Although this is a good start, it is not a good end result either. You still don't have appropriate connections there. It also made us realize we need to make a step back and clean up all the variables and names in the code before writing the terraform whatsoever.

Attempt #3

At this point we realized it still makes sense to write the terraform code manually - not without the help of Github Copilot indeed. The problem ahead of us layed clearly: provisioning staging will be a piece of cake; how do you spin up the production though?

We had 2 options:

Try to incorporate the state of current production into our terraform state
Create the new infrastructure and migrate the data.

Even with serverless environment, you still have the data to migrate

At the same time we began implementing the Liveness Check feature, which requires a certain single region within the EU where it can possibly work: eu-west-1. Thus we realized we will need to move the infrastructure to a new single region which forced to go with option #2.

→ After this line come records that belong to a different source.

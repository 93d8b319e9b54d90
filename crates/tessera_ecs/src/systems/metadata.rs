use std::any::{type_name, TypeId};

use rustc_hash::FxHashMap;

use crate::components::{Component, ComponentId};

/// Declared data access of one system. Built when the system is initialized
/// and used to decide which systems may share a parallel batch.
#[derive(Default, Debug)]
pub struct SystemMeta {
  querys: QueryMeta,
  res: FxHashMap<TypeId, (AccessType, &'static str)>,
  cmds: bool,
}

#[derive(Default, Debug)]
pub struct QueryMeta {
  comps: FxHashMap<ComponentId, AccessType>,
  names: FxHashMap<ComponentId, &'static str>,
}

#[derive(PartialEq, Eq, Debug, Clone, Copy)]
pub enum AccessType {
  Write,
  Read,
}

impl SystemMeta {
  pub fn new() -> Self {
    Self::default()
  }

  pub fn add_res<R: 'static>(&mut self, access: AccessType) {
    match self.res.get(&TypeId::of::<R>()) {
      Some(_) => {
        panic!(
          "System Access Error: Cannot access resource {} multiple times in the same system",
          type_name::<R>()
        );
      }
      None => {
        self
          .res
          .insert(TypeId::of::<R>(), (access, type_name::<R>()));
      }
    }
  }

  pub fn add_query(&mut self, query: QueryMeta) {
    for (c, a) in query.comps {
      let name = query.names.get(&c).copied().unwrap_or("<unnamed>");
      match self.querys.comps.get(&c) {
        Some(&AccessType::Read) => {
          if a == AccessType::Write {
            panic!("System Access Error: Cannot access component {} mutable in the same system if it is already used immutable", name);
          }
        }
        Some(&AccessType::Write) => {
          panic!("System Access Error: Cannot access component {} multiple times in the same system if it is already used mutable", name);
        }
        None => {
          self.querys.comps.insert(c, a);
          self.querys.names.insert(c, name);
        }
      }
    }
  }

  pub fn add_cmds(&mut self) {
    if self.cmds {
      panic!("System Access Error: Cannot access commands multiple times in the same system");
    } else {
      self.cmds = true;
    }
  }

  pub fn uses_cmds(&self) -> bool {
    self.cmds
  }

  /// Whether running both systems at once could alias a write.
  pub fn overlaps(&self, other: &SystemMeta) -> bool {
    let comps = self.querys.comps.iter().any(|(comp, access)| {
      other
        .querys
        .comps
        .get(comp)
        .is_some_and(|other| *access == AccessType::Write || *other == AccessType::Write)
    });

    let res = self.res.iter().any(|(id, (access, _))| {
      other
        .res
        .get(id)
        .is_some_and(|(other, _)| *access == AccessType::Write || *other == AccessType::Write)
    });

    comps || res
  }

  pub fn component_access(&self, id: ComponentId) -> Option<AccessType> {
    self.querys.comps.get(&id).copied()
  }

  pub fn resource_access<R: 'static>(&self) -> Option<AccessType> {
    self.res.get(&TypeId::of::<R>()).map(|(access, _)| *access)
  }
}

impl QueryMeta {
  pub fn new() -> Self {
    Self::default()
  }

  pub fn add_comp<C: Component>(&mut self, id: ComponentId, access: AccessType) {
    match self.comps.get(&id) {
      Some(_) => {
        panic!(
          "System Access Error: Cannot access component {} multiple times in the same query",
          type_name::<C>()
        );
      }
      None => {
        self.comps.insert(id, access);
        self.names.insert(id, type_name::<C>());
      }
    }
  }
}
use std::{borrow::Cow, marker::PhantomData};

use super::{metadata::SystemMeta, CommandsCell, SystemParam};
use crate::{
  entity::Entity,
  query::{filter::QueryFilter, Entities, QueryIter, QueryParam, QueryState},
  world::{UnsafeWorldCell, World},
};

/// System parameter iterating all entities matching `Q` and `F`.
pub struct Query<'w, Q: QueryParam, F: QueryFilter = ()> {
  world: &'w World,
  state: &'w QueryState<Q, F>,
  marker: PhantomData<(Q, F)>,
}

impl<'w, Q: QueryParam, F: QueryFilter> Query<'w, Q, F> {
  fn matched(&self) -> Cow<'w, [crate::storage::ArchetypeId]> {
    let storage = self.world.storage();
    match storage.cached_query(self.state.signature()) {
      Some(matched) => Cow::Borrowed(matched),
      None => Cow::Owned(storage.scan_query(self.state.signature())),
    }
  }

  pub fn iter_mut(&mut self) -> QueryIter<'_, Q> {
    unsafe {
      QueryIter::new(
        self.world.storage().archetypes(),
        self.matched(),
        Cow::Borrowed(self.state.ids()),
      )
    }
  }

  /// Matching entities without touching component data.
  pub fn entities(&self) -> Entities<'w> {
    Entities::new(self.world.storage().archetypes(), self.matched())
  }

  pub fn get(&mut self, entity: Entity) -> Option<Q::Item<'_>> {
    if !self.world.is_alive(entity) {
      return None;
    }

    let storage = self.world.storage();
    let location = storage.location(entity)?;
    if !self.matched().contains(&location.archetype) {
      return None;
    }

    let archetype = storage.archetype(location.archetype)?;
    unsafe {
      let fetch = Q::fetch(archetype, self.state.ids());
      Some(Q::item(fetch, entity, location.row))
    }
  }

  pub fn contains(&self, entity: Entity) -> bool {
    self.world.is_alive(entity)
      && self
        .world
        .storage()
        .location(entity)
        .is_some_and(|l| self.matched().contains(&l.archetype))
  }
}

impl<'w, Q: QueryParam, F: QueryFilter> IntoIterator for Query<'w, Q, F> {
  type Item = Q::Item<'w>;
  type IntoIter = QueryIter<'w, Q>;

  fn into_iter(self) -> Self::IntoIter {
    unsafe {
      QueryIter::new(
        self.world.storage().archetypes(),
        self.matched(),
        Cow::Borrowed(self.state.ids()),
      )
    }
  }
}

impl<'q, Q: QueryParam, F: QueryFilter> IntoIterator for &'q mut Query<'_, Q, F> {
  type Item = Q::Item<'q>;
  type IntoIter = QueryIter<'q, Q>;

  fn into_iter(self) -> Self::IntoIter {
    self.iter_mut()
  }
}

impl<Q: QueryParam + 'static, F: QueryFilter + 'static> SystemParam for Query<'_, Q, F> {
  type State = QueryState<Q, F>;
  type Item<'new> = Query<'new, Q, F>;

  fn init(world: &mut World, meta: &mut SystemMeta) -> Self::State {
    let state = QueryState::new(world);
    meta.add_query(state.meta());
    state
  }

  #[inline]
  unsafe fn get_param<'w>(
    state: &'w mut Self::State,
    world: UnsafeWorldCell<'w>,
    _: CommandsCell<'w>,
  ) -> Self::Item<'w> {
    Query {
      world: world.world(),
      state,
      marker: PhantomData,
    }
  }
}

Luckily, data migration within AWS is easy: you can just sync the data between S3 buckets. Migration of DynamoDB collections is more complicated, but we could just do export/import with our volumes and call it a day.

Finally, we came up with the following plan:

Make the appropriate naming for any parameters we use. Remove hardcoded values, unify naming - make things rights.
Use the generated terraform to have an understanding of overall picture.
Write the terraform half-manually with the appropriate region variables, output variables and parameters to make all the coupling explicit.
Provision the staging environment
Test that it works well
Provision the production environment
Migrate the data from the old production to the new one

Big Switch

Finally we had the new infrastructure fully operational in production in the new region. Now we had to make the big switch: switch the DNS.

And here the new problems arises: our web appications - supplier app and admin panel - are deployed as web applications from S3 buckets. However in order for an app to be accessible from https://app.supplied.eu/ from a browser the name of the bucket should be exactly the same as the domain name: app.suppled.eu. That means you can't include the environment variable in the bucket name. What is even worse is that bucket names are GLOBAL. Not region global, not organization global, they are TOTALLY GLOBAL. And our apps already occupied those names which makes us to remove those buckets.

The offical documentation says, that the bucket name does not get freed instantly; it may take up to 48 hours to propagate. Fortunately, for us it took only 15 minutes from removal to freeing, so we were down only for like 15 minutes.

Final words

Finally, we achieved all of our goals:

Cleaned up the naming
Made the connections explicit
Create identical environments allowing for testing any new changes
Got a capability of spinning up new infra in new region in under 1 hour.